Transcribe only the lines of the listing below from the one holding "pub recipes: &'a" through the one holding "pub fn build<R: RecipeBook", inclusive, without any change.
*** Opening EXTRACTED DATA ***
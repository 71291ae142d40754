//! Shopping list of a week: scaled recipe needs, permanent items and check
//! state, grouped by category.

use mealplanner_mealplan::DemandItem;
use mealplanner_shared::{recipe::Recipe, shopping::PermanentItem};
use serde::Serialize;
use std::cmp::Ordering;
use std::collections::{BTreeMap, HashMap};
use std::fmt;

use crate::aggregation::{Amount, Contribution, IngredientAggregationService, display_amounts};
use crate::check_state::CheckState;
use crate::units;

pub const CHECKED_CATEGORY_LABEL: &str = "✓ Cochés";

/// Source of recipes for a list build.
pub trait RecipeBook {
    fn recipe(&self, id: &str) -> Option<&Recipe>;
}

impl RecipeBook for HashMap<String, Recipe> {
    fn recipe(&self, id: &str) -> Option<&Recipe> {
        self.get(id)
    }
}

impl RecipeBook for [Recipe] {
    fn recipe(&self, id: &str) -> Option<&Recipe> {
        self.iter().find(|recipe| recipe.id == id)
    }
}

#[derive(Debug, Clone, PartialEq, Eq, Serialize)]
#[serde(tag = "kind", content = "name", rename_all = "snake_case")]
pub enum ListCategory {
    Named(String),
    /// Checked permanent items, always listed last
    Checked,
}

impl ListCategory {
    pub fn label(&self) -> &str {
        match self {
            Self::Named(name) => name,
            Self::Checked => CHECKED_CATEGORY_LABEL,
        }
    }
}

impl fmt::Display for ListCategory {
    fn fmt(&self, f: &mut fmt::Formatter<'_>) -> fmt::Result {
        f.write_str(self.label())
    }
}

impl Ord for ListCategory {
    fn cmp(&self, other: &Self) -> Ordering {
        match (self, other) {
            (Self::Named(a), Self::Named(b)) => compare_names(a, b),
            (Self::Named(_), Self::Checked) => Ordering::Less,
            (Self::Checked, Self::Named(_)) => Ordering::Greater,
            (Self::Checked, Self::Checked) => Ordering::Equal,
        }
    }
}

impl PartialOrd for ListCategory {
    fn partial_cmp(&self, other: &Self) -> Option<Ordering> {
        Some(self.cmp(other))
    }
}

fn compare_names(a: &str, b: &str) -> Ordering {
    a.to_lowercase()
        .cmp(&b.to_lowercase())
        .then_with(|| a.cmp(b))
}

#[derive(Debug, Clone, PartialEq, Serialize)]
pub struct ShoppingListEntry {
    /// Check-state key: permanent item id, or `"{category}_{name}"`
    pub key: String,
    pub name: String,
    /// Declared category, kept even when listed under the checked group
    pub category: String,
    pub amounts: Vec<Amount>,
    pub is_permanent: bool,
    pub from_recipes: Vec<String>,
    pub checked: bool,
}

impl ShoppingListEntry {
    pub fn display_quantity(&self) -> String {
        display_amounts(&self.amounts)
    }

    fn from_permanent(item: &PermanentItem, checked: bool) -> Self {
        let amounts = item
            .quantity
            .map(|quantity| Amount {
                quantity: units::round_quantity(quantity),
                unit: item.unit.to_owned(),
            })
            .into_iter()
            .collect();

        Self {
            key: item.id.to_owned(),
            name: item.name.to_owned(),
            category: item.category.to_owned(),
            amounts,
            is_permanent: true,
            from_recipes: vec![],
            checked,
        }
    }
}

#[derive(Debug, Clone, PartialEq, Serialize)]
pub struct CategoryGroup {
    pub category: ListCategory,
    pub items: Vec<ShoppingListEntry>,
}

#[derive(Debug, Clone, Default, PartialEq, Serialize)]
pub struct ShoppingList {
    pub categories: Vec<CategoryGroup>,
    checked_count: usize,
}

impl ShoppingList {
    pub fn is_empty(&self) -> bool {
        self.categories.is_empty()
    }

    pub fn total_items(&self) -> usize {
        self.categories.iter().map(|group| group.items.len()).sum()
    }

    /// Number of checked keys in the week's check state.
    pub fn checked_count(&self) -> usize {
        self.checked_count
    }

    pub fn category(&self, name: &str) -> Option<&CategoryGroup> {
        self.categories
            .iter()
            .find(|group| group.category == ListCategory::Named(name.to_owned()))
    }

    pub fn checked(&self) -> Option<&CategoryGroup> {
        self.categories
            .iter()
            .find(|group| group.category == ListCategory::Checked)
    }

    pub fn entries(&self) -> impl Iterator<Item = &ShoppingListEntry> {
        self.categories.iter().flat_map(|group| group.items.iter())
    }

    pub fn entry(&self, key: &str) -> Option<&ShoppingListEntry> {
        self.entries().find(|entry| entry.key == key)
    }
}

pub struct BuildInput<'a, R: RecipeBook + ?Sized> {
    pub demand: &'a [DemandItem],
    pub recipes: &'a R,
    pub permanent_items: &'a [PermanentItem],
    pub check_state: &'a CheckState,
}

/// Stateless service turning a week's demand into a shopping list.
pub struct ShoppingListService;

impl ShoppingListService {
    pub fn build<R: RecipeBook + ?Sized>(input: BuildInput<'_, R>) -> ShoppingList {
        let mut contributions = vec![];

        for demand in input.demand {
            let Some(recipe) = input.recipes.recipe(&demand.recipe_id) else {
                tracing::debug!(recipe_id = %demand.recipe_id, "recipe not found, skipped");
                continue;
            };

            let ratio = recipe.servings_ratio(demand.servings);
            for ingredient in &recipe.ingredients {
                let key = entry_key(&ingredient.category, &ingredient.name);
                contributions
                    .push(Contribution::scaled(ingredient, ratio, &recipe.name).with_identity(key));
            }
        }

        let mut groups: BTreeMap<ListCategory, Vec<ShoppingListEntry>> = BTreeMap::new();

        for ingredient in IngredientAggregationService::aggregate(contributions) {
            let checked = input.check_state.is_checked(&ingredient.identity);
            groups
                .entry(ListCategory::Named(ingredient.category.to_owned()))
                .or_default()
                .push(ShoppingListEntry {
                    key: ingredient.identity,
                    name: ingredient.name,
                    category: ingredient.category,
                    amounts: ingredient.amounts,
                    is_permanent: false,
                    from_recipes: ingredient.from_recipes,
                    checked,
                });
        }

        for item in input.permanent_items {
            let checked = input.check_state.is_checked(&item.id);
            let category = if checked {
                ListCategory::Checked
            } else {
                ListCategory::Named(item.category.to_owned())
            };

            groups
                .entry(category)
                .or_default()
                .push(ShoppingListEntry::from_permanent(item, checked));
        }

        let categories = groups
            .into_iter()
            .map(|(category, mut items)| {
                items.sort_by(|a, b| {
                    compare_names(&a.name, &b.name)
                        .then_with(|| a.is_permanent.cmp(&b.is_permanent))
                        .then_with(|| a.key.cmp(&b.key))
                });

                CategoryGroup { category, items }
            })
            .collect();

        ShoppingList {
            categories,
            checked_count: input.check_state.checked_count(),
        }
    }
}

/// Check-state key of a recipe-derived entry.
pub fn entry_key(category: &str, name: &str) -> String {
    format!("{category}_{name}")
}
*** Closing EXTRACTED DATA ***
*** Opening EXTRACTED DATA ***
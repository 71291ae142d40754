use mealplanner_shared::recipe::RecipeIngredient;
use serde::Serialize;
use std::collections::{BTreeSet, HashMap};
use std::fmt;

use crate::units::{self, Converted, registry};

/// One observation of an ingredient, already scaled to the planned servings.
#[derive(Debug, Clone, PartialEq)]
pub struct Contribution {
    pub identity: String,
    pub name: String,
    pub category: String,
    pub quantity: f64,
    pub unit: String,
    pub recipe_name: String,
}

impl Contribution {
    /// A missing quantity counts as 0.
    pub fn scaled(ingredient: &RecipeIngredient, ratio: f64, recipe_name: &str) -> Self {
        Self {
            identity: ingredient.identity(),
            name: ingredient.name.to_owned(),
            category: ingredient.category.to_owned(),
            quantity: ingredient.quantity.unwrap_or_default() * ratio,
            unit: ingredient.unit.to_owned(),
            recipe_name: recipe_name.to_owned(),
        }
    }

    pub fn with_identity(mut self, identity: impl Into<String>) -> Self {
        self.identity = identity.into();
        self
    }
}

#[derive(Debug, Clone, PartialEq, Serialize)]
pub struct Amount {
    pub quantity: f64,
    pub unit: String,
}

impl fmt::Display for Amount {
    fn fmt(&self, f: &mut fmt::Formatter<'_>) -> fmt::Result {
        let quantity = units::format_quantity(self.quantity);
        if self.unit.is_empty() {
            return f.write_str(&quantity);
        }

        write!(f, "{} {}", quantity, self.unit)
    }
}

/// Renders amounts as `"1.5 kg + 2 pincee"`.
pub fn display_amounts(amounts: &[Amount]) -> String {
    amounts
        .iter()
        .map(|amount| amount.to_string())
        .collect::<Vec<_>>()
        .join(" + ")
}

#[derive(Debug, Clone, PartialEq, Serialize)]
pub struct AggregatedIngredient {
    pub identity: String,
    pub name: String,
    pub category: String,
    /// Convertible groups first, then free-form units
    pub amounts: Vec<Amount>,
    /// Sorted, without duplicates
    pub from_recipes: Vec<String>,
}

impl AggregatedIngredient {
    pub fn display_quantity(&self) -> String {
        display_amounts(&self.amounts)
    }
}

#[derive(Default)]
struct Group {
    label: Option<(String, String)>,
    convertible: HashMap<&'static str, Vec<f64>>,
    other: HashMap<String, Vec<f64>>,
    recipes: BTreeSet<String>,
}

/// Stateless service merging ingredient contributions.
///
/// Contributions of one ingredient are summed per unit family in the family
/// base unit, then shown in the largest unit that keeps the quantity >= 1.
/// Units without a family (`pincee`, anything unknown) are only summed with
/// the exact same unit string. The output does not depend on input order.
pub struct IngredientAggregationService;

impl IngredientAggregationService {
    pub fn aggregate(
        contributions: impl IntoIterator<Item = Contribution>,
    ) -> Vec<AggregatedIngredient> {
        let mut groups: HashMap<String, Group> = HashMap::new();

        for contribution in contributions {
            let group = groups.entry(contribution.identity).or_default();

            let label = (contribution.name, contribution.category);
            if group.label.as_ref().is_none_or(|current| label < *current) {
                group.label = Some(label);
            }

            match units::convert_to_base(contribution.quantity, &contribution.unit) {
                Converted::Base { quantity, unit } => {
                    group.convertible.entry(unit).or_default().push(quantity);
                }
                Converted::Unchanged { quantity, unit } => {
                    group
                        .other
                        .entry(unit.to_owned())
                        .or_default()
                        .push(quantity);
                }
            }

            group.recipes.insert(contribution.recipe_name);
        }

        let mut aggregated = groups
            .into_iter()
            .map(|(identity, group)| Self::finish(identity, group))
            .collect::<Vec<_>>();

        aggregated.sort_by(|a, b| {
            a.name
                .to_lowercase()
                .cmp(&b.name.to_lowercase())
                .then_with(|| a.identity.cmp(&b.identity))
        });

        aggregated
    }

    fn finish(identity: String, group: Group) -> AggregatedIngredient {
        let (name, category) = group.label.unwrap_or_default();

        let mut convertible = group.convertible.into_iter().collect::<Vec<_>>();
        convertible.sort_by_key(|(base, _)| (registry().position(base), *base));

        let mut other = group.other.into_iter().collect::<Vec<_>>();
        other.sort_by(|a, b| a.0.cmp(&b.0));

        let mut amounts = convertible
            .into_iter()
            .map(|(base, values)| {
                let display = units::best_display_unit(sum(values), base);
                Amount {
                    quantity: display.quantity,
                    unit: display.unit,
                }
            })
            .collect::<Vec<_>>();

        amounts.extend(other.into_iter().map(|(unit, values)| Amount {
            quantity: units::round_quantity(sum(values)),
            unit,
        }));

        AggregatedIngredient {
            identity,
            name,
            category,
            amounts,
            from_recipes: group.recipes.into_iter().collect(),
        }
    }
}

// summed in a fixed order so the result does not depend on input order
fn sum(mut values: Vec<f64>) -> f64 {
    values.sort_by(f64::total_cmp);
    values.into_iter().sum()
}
*** Closing EXTRACTED DATA ***
*** Opening EXTRACTED DATA ***
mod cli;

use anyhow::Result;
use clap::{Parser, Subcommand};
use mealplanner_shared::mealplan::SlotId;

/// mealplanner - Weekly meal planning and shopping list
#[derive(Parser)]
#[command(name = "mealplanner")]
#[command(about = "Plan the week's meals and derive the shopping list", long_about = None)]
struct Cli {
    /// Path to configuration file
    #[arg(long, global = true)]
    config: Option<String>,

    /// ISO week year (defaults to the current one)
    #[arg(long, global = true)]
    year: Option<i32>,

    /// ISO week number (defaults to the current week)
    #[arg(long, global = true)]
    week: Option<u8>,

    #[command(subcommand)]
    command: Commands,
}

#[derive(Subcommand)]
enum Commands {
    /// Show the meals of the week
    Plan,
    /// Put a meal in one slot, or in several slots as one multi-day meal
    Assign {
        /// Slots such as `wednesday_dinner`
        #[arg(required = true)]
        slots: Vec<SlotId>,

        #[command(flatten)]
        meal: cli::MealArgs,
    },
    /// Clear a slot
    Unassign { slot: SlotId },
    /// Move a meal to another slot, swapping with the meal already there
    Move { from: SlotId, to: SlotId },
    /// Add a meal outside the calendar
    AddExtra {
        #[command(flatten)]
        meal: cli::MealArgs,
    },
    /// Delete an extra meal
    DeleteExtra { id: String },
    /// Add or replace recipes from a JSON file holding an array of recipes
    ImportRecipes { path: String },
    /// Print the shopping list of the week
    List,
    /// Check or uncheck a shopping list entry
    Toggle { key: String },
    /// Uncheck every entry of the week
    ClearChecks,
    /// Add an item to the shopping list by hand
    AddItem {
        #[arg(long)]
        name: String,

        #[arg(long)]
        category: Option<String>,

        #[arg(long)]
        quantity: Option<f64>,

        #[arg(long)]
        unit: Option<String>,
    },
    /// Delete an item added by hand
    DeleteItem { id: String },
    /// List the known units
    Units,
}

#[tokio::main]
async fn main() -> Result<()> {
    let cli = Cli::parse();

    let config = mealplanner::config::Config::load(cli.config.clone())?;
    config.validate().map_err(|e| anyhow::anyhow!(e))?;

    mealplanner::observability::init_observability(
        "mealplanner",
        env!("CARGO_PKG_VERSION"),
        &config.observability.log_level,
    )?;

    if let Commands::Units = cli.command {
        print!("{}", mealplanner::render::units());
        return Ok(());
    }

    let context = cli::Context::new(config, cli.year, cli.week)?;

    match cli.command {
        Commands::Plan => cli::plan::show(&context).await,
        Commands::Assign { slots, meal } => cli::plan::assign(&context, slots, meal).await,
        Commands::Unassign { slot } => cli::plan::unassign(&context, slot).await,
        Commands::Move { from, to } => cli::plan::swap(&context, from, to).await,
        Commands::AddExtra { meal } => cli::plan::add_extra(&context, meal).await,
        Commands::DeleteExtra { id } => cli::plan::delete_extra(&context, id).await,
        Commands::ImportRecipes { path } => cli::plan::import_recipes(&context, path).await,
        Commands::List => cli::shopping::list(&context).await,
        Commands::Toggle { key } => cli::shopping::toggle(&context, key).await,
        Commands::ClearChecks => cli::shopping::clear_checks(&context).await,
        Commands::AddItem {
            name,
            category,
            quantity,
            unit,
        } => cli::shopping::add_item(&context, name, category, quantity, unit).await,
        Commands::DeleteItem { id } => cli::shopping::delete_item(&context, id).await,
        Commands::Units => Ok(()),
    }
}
*** Closing EXTRACTED DATA ***
* **ANSWER TO THE PROBLEM**
    pub recipes: &'a R,
    pub permanent_items: &'a [PermanentItem],
    pub check_state: &'a CheckState,
}

/// Stateless service turning a week's demand into a shopping list.
pub struct ShoppingListService;

impl ShoppingListService {
    pub fn build<R: RecipeBook + ?Sized>(input: BuildInput<'_, R>) -> ShoppingList {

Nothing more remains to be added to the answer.